Sauf que la distanciation sociale, c’est tout sauf un comportement naturel pour les humains. Pour les neuroscientifiques, la pandémie s’est avérée un sujet d’étude complètement inattendu, à savoir la manière dont le cerveau réagit à une longue période durant laquelle les contacts sociaux sont maintenus au minimum.
Voici des conclusions fascinantes sur la manière dont la distanciation sociale a modifié nos cerveaux.
Voilà qui ne va surprendre personne : un sondage de l'Université Harvard, mené aux États-Unis à l’automne 2020 (soit environ 6 mois après le début de la pandémie) a révélé que 36 % des adultes ressentaient un état de solitude profonde. Ce chiffre grimpait même sérieusement pour deux segments spécifiques de la population : 52 % des mères avec de jeunes enfants et 61 % des jeunes adultes de 18 à 25 ans souffraient beaucoup de solitude.

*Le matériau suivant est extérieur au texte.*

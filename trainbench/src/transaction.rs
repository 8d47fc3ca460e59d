use crate::error::ClientError;
use crate::score::StepOutcome;
use async_channel::Sender;
use governor::DefaultDirectRateLimiter;
use metrics_util::AtomicBucket;
use std::future::Future;
use std::sync::Arc;
use std::time::Duration;
use thiserror::Error;
use tokio::time::Instant;
use trainbench_core::EndpointKind;

/// Why a step did not produce a response.
#[derive(Debug, Clone, PartialEq, Error)]
pub enum StepError {
    #[error("phase deadline passed")]
    Deadline,

    #[error(transparent)]
    Client(#[from] ClientError),
}

/// Step hook shared by every journey task of a phase.
#[derive(Clone)]
pub(crate) struct StepHook {
    pub limiter: Option<Arc<DefaultDirectRateLimiter>>,
    pub deadline: Instant,
    pub api_timeout: Duration,
    pub outcomes: Sender<StepOutcome>,
    pub latency: Arc<AtomicBucket<Duration>>,
}

tokio::task_local! {
    pub(crate) static STEP_HOOK: StepHook;
}

pub(crate) fn deadline_passed() -> bool {
    STEP_HOOK
        .try_with(|hook| Instant::now() >= hook.deadline)
        .unwrap_or(false)
}

/// Issues a call against the service.
///
/// Waits for the rate limiter, applies the per-call timeout and records latency. Nothing is
/// scored here: the caller emits [`StepOutcome::Success`] once the response has been verified
/// and classifies failures itself.
pub async fn step<T, F>(kind: EndpointKind, func: F) -> Result<T, StepError>
where
    F: Future<Output = Result<T, ClientError>>,
{
    let Ok(hook) = STEP_HOOK.try_with(|v| v.clone()) else {
        tracing::error!("No step hook available for {kind}.");
        return Ok(func.await?);
    };

    if Instant::now() >= hook.deadline {
        return Err(StepError::Deadline);
    }

    if let Some(limiter) = &hook.limiter {
        if tokio::time::timeout_at(hook.deadline, limiter.until_ready())
            .await
            .is_err()
        {
            return Err(StepError::Deadline);
        }
    }

    #[cfg(feature = "metrics")]
    let labels = kind.labels();
    let start = Instant::now();
    let res = match tokio::time::timeout(hook.api_timeout, func).await {
        Ok(res) => res,
        Err(_) => Err(ClientError::Timeout),
    };
    let elapsed = start.elapsed();
    hook.latency.push(elapsed);

    #[cfg(feature = "metrics")]
    metrics::histogram!(labels.latency).record(elapsed.as_secs_f64());

    match res {
        Ok(value) => {
            #[cfg(feature = "metrics")]
            metrics::counter!(labels.success).increment(1);

            Ok(value)
        }
        Err(err) => {
            #[cfg(feature = "metrics")]
            metrics::counter!(labels.error).increment(1);

            Err(StepError::Client(err))
        }
    }
}

/// Issues an unscored call, such as one to the payment service, under the per-call timeout.
pub async fn call<T, F>(func: F) -> Result<T, StepError>
where
    F: Future<Output = Result<T, ClientError>>,
{
    let Ok((deadline, api_timeout)) = STEP_HOOK.try_with(|v| (v.deadline, v.api_timeout)) else {
        return Ok(func.await?);
    };

    if Instant::now() >= deadline {
        return Err(StepError::Deadline);
    }

    match tokio::time::timeout(api_timeout, func).await {
        Ok(res) => Ok(res?),
        Err(_) => Err(StepError::Client(ClientError::Timeout)),
    }
}

/// Streams a scored outcome for the step just verified or classified.
pub(crate) async fn emit(outcome: StepOutcome) {
    if let Ok(outcomes) = STEP_HOOK.try_with(|v| v.outcomes.clone()) {
        let _ = outcomes.send(outcome).await;
    }
}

Ce qui est étonnant, c’est la contradiction soulevée par une autre étude sur le stress et la pandémie révélant que presque la moitié des adultes américains, malgré leur solitude, se sentaient très mal à l’aise à l’idée de retourner à leurs interactions normales… Et ce peu importe leur statut de vaccination!
Alors comment peut-on se sentir à la fois aussi misérable d’être seul et aussi peu enthousiastes à l’idée de socialiser? Les neuroscientifiques l’expliquent par des changements spécifiques dans notre cerveau.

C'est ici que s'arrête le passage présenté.